1 概要
東京圏における住宅問題、職住遠隔化等の大都市問題の解決を図るため、東京都区部以外の地域で相当程度広範囲の地域の中心となるべき都市(業務核都市)を業務機能をはじめとした諸機能の集積の核として重点的に育成整備し、東京都区部への一極依存型構造をバランスのとれた地域構造に改善していくことが必要です。このため「首都圏基本計画(第4次)(昭和61年6月決定)」において、業務核都市の整備の考え方が示され、昭和63年に制定された多極分散型国土形成促進法において業務核都市制度が定められ、これらに基づく支援措置等により、業務核都市の育成・整備が進められてきました。
その後、平成11年3月に決定された「首都圏基本計画(第5次)」では、首都圏における地域構造の目標として「分散型ネットワーク構造」が掲げられました。これは拠点的な都市を中心に、諸機能がバランスよく配置された自立性の高い地域を形成するとともに、首都圏内外の拠点とも相互の連携・交流によって機能を分担し、補完し高めあう地域の構造です。
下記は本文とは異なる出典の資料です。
// =============================================================================
// Horizon Aggregator — one full indicator set over one trailing horizon
// =============================================================================
//
// For a horizon of H minutes at R samples per minute the window is W = H * R
// samples.  The aggregator owns, and feeds in this order:
//
//   1. WindowedMoment(W)              — SMA and standard deviation
//   2. TrendEma(period_size W)        — EMA direction over the last horizon
//   3. MacdEngine(period_size W)      — MACD, signal, divergence
//   4. DirectionalMovement(W)         — +DI / -DI / ADX
//
// The phased averages take one lane per sample of the window, so their
// periods count horizons.  The slowest of them (MACD slow, 26) therefore needs
// 26 horizons of data:
//
//   stable_sample_count = R * H * 26
//
// `stable` latches true once that many samples have been ingested.
// =============================================================================

use std::sync::Arc;

use chrono::Utc;
use tracing::{info, warn};

use crate::error::{Result, StatsError};
use crate::indicators::{DirectionalMovement, MacdEngine, TrendEma, WindowedMoment};
use crate::runtime_config::HorizonSettings;
use crate::sink::SnapshotSink;
use crate::types::{HorizonId, HorizonSnapshot};

/// Horizons of data required before a horizon reports itself stable.
pub const STABLE_HORIZONS: u64 = 26;

/// All indicators of a single horizon plus warm-up and signal logic.
pub struct HorizonAggregator {
    horizon: HorizonId,
    window: usize,
    stable_sample_count: u64,
    settings: HorizonSettings,

    moment: WindowedMoment,
    trend: TrendEma,
    macd: MacdEngine,
    dmi: DirectionalMovement,

    samples: u64,
    stable: bool,
    warm_up_remaining: u64,
    sink: Arc<dyn SnapshotSink>,
}

impl HorizonAggregator {
    pub fn new(
        horizon: HorizonId,
        sample_rate: u32,
        settings: HorizonSettings,
        sink: Arc<dyn SnapshotSink>,
    ) -> Self {
        let window = (u64::from(horizon) * u64::from(sample_rate)) as usize;
        let stable_sample_count = u64::from(sample_rate) * u64::from(horizon) * STABLE_HORIZONS;

        Self {
            horizon,
            window,
            stable_sample_count,
            moment: WindowedMoment::new(window),
            trend: TrendEma::new(settings.trend_periods, window, sample_rate, settings.panic_minutes),
            macd: MacdEngine::new(settings.macd, window, sample_rate, settings.panic_minutes),
            dmi: DirectionalMovement::new(window, settings.atr_period),
            settings,
            samples: 0,
            stable: false,
            warm_up_remaining: stable_sample_count,
            sink,
        }
    }

    /// Ingest one sample.  Non-finite values are rejected before any state
    /// is touched.
    pub fn add(&mut self, value: f64) -> Result<()> {
        if !value.is_finite() {
            warn!(horizon = self.horizon, value, "non-finite sample rejected");
            return Err(StatsError::NonFiniteSample(value));
        }

        self.moment.add(value);
        self.trend.add(value);
        self.macd.add(value);
        self.dmi.add(value);
        self.samples += 1;

        if !self.stable && self.samples >= self.stable_sample_count {
            self.stable = true;
            info!(horizon = self.horizon, samples = self.samples, "horizon stable");
        }

        let every = self.settings.snapshot_every;
        if every > 0 && self.samples % every == 0 {
            self.sink.record(&self.snapshot());
        }
        Ok(())
    }

    /// Seed the horizon by replaying `value` `stable_sample_count` times.
    /// The replay happens once per aggregator; later calls are no-ops.
    pub fn warm_up(&mut self, value: f64) -> Result<()> {
        self.warm_up_batch(value, u64::MAX).map(|_| ())
    }

    /// Replay at most `batch` of the outstanding warm-up samples and return
    /// how many remain.  Lets a caller holding the aggregator behind a lock
    /// release it between samples.
    pub fn warm_up_batch(&mut self, value: f64, batch: u64) -> Result<u64> {
        for _ in 0..batch.min(self.warm_up_remaining) {
            self.add(value)?;
            self.warm_up_remaining -= 1;
        }
        Ok(self.warm_up_remaining)
    }

    // ── Read accessors ──────────────────────────────────────────────────

    pub fn horizon(&self) -> HorizonId {
        self.horizon
    }

    pub fn window(&self) -> usize {
        self.window
    }

    pub fn samples(&self) -> u64 {
        self.samples
    }

    pub fn stable_sample_count(&self) -> u64 {
        self.stable_sample_count
    }

    pub fn stable(&self) -> bool {
        self.stable
    }

    pub fn sma(&self) -> f64 {
        self.moment.average()
    }

    pub fn std_dev(&self) -> f64 {
        self.moment.std_dev()
    }

    /// Standard deviation as a percentage of the SMA (0 when the SMA is 0).
    pub fn std_dev_percent(&self) -> f64 {
        let sma = self.sma();
        if sma == 0.0 {
            return 0.0;
        }
        self.std_dev() / sma * 100.0
    }

    pub fn ema(&self) -> f64 {
        self.trend.value()
    }

    pub fn ema_up(&self) -> bool {
        self.trend.is_up()
    }

    pub fn trend_minutes(&self) -> f64 {
        self.trend.minutes_in_direction()
    }

    pub fn macd(&self) -> f64 {
        self.macd.macd()
    }

    pub fn macd_divergence(&self) -> f64 {
        self.macd.divergence()
    }

    pub fn macd_bullish(&self) -> bool {
        self.macd.is_bullish()
    }

    pub fn macd_minutes(&self) -> f64 {
        self.macd.minutes_in_direction()
    }

    pub fn adx(&self) -> f64 {
        self.dmi.adx()
    }

    pub fn plus_di(&self) -> f64 {
        self.dmi.plus_di()
    }

    pub fn minus_di(&self) -> f64 {
        self.dmi.minus_di()
    }

    pub fn atr(&self) -> f64 {
        self.dmi.atr()
    }

    /// Volatile enough, MACD bullish and EMA rising.
    pub fn buy_signal(&self) -> bool {
        self.std_dev_percent() >= self.settings.buy_threshold_pct
            && self.macd_bullish()
            && self.ema_up()
    }

    /// Volatile enough, MACD bearish and EMA not rising.
    pub fn sell_signal(&self) -> bool {
        self.std_dev_percent() >= self.settings.sell_threshold_pct
            && !self.macd_bullish()
            && !self.ema_up()
    }

    /// Either the EMA trend or MACD has been bearish past the panic limit.
    pub fn reversal_warning(&self) -> bool {
        self.trend.reversal_warning() || self.macd.reversal_warning()
    }

    pub fn snapshot(&self) -> HorizonSnapshot {
        HorizonSnapshot {
            horizon: self.horizon,
            samples: self.samples,
            at: Utc::now(),
            sma: self.sma(),
            std_dev_percent: self.std_dev_percent(),
            ema: self.ema(),
            ema_up: self.ema_up(),
            macd: self.macd(),
            macd_divergence: self.macd_divergence(),
            macd_bullish: self.macd_bullish(),
            adx: self.adx(),
            plus_di: self.plus_di(),
            minus_di: self.minus_di(),
            stable: self.stable,
            buy_signal: self.buy_signal(),
            sell_signal: self.sell_signal(),
            reversal_warning: self.reversal_warning(),
        }
    }
}

// =============================================================================
// Unit Tests
// =============================================================================
#[cfg(test)]
mod tests {
    use super::*;
    use crate::sink::{MemorySink, NullSink};

    fn aggregator(horizon: HorizonId, rate: u32) -> HorizonAggregator {
        HorizonAggregator::new(horizon, rate, HorizonSettings::default(), Arc::new(NullSink))
    }

    #[test]
    fn window_and_stability_derive_from_horizon() {
        let agg = aggregator(5, 30);
        assert_eq!(agg.window(), 150);
        assert_eq!(agg.stable_sample_count(), 30 * 5 * 26);
        assert!(!agg.stable());
    }

    #[test]
    fn stable_latches_exactly_at_threshold() {
        let mut agg = aggregator(1, 4);
        let threshold = agg.stable_sample_count();
        for i in 1..=threshold * 2 {
            agg.add(10.0 + (i % 7) as f64).unwrap();
            assert_eq!(agg.stable(), i >= threshold, "sample {i}");
        }
    }

    #[test]
    fn constant_feed_one_minute_horizon() {
        let mut agg = aggregator(1, 30);
        for _ in 0..(30 * 26 + 1) {
            agg.add(100.0).unwrap();
        }
        assert!(agg.stable());
        assert!((agg.sma() - 100.0).abs() < 1e-9);
        assert!(agg.std_dev_percent().abs() < 1e-9);
        assert!((agg.ema() - 100.0).abs() < 1e-9);
        assert!(!agg.buy_signal());
    }

    #[test]
    fn non_finite_input_is_rejected_without_side_effects() {
        let mut agg = aggregator(1, 10);
        agg.add(50.0).unwrap();
        for bad in [f64::NAN, f64::INFINITY, f64::NEG_INFINITY] {
            assert!(matches!(agg.add(bad), Err(StatsError::NonFiniteSample(_))));
        }
        assert_eq!(agg.samples(), 1);
        assert_eq!(agg.sma(), 50.0);
        agg.add(70.0).unwrap();
        assert!((agg.sma() - 60.0).abs() < 1e-12);
    }

    #[test]
    fn warm_up_replays_to_stability() {
        let mut agg = aggregator(2, 5);
        agg.warm_up(250.0).unwrap();
        assert_eq!(agg.samples(), agg.stable_sample_count());
        assert!(agg.stable());
        assert!((agg.sma() - 250.0).abs() < 1e-9);
        assert_eq!(agg.adx(), 0.0);
    }

    #[test]
    fn warm_up_in_single_steps_matches_full_replay() {
        let mut stepped = aggregator(1, 3);
        let mut remaining = stepped.stable_sample_count();
        while remaining > 0 {
            let left = stepped.warm_up_batch(80.0, 1).unwrap();
            assert_eq!(left, remaining - 1);
            remaining = left;
        }

        let mut full = aggregator(1, 3);
        full.warm_up(80.0).unwrap();

        assert_eq!(stepped.samples(), full.samples());
        assert!(stepped.stable());
        assert_eq!(stepped.sma(), full.sma());
        assert_eq!(stepped.ema(), full.ema());
    }

    #[test]
    fn warm_up_runs_once() {
        let mut agg = aggregator(1, 2);
        agg.warm_up(10.0).unwrap();
        agg.warm_up(10.0).unwrap();
        assert_eq!(agg.samples(), agg.stable_sample_count());
        assert_eq!(agg.warm_up_batch(10.0, 5).unwrap(), 0);
        assert_eq!(agg.samples(), agg.stable_sample_count());
    }

    #[test]
    fn warm_up_rejects_non_finite_value() {
        let mut agg = aggregator(1, 5);
        assert!(agg.warm_up(f64::NAN).is_err());
        assert_eq!(agg.samples(), 0);
    }

    #[test]
    fn snapshot_every_thirty_samples() {
        let sink = Arc::new(MemorySink::new());
        let mut agg = HorizonAggregator::new(1, 10, HorizonSettings::default(), sink.clone());
        for i in 0..95 {
            agg.add(100.0 + i as f64).unwrap();
        }
        let rows = sink.rows();
        assert_eq!(rows.len(), 3);
        assert_eq!(rows.iter().map(|r| r.samples).collect::<Vec<_>>(), vec![30, 60, 90]);
        assert!(rows.iter().all(|r| r.horizon == 1));
    }

    #[test]
    fn rally_after_warm_up_raises_buy_signal() {
        let mut agg = aggregator(1, 2);
        agg.warm_up(100.0).unwrap();
        let mut price = 100.0;
        for i in 0..60 {
            price *= 1.0 + 0.002 * (1.0 + i as f64 / 10.0);
            agg.add(price).unwrap();
        }
        assert!(agg.ema_up());
        assert!(agg.macd_bullish());
        assert!(agg.std_dev_percent() >= HorizonSettings::default().buy_threshold_pct);
        assert!(agg.buy_signal());
        assert!(!agg.sell_signal());
        assert!(agg.plus_di() > agg.minus_di());
    }

    #[test]
    fn selloff_after_warm_up_raises_sell_signal() {
        let mut agg = aggregator(1, 2);
        agg.warm_up(100.0).unwrap();
        let mut price = 100.0;
        for i in 0..60 {
            price *= 1.0 - 0.002 * (1.0 + i as f64 / 10.0);
            agg.add(price).unwrap();
        }
        assert!(!agg.ema_up());
        assert!(!agg.macd_bullish());
        assert!(agg.sell_signal());
        assert!(!agg.buy_signal());
        assert!(agg.minus_di() > agg.plus_di());
    }

    #[test]
    fn snapshot_mirrors_accessors() {
        let mut agg = aggregator(1, 3);
        for i in 0..20 {
            agg.add(10.0 + (i as f64).sin()).unwrap();
        }
        let snap = agg.snapshot();
        assert_eq!(snap.horizon, 1);
        assert_eq!(snap.samples, 20);
        assert_eq!(snap.sma, agg.sma());
        assert_eq!(snap.adx, agg.adx());
        assert_eq!(snap.macd_bullish, agg.macd_bullish());
        assert_eq!(snap.buy_signal, agg.buy_signal());
    }
}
そして、広域的な連携・交流の要となる都市を広域連携拠点として育成・整備することとしており、このうち東京圏においては、業務核都市を広域連携拠点として育成・整備することとしました。
2 位置づけ
東京都区部以外の地域において、その周辺の相当程度広範囲の地域の中核となるべき都市。
なお、多極法第22条第4項では、業務核都市基本方針について、首都圏整備計画等との調和が保たれなければならないと規定しており、第5次首都圏基本計画では次の通り定めています。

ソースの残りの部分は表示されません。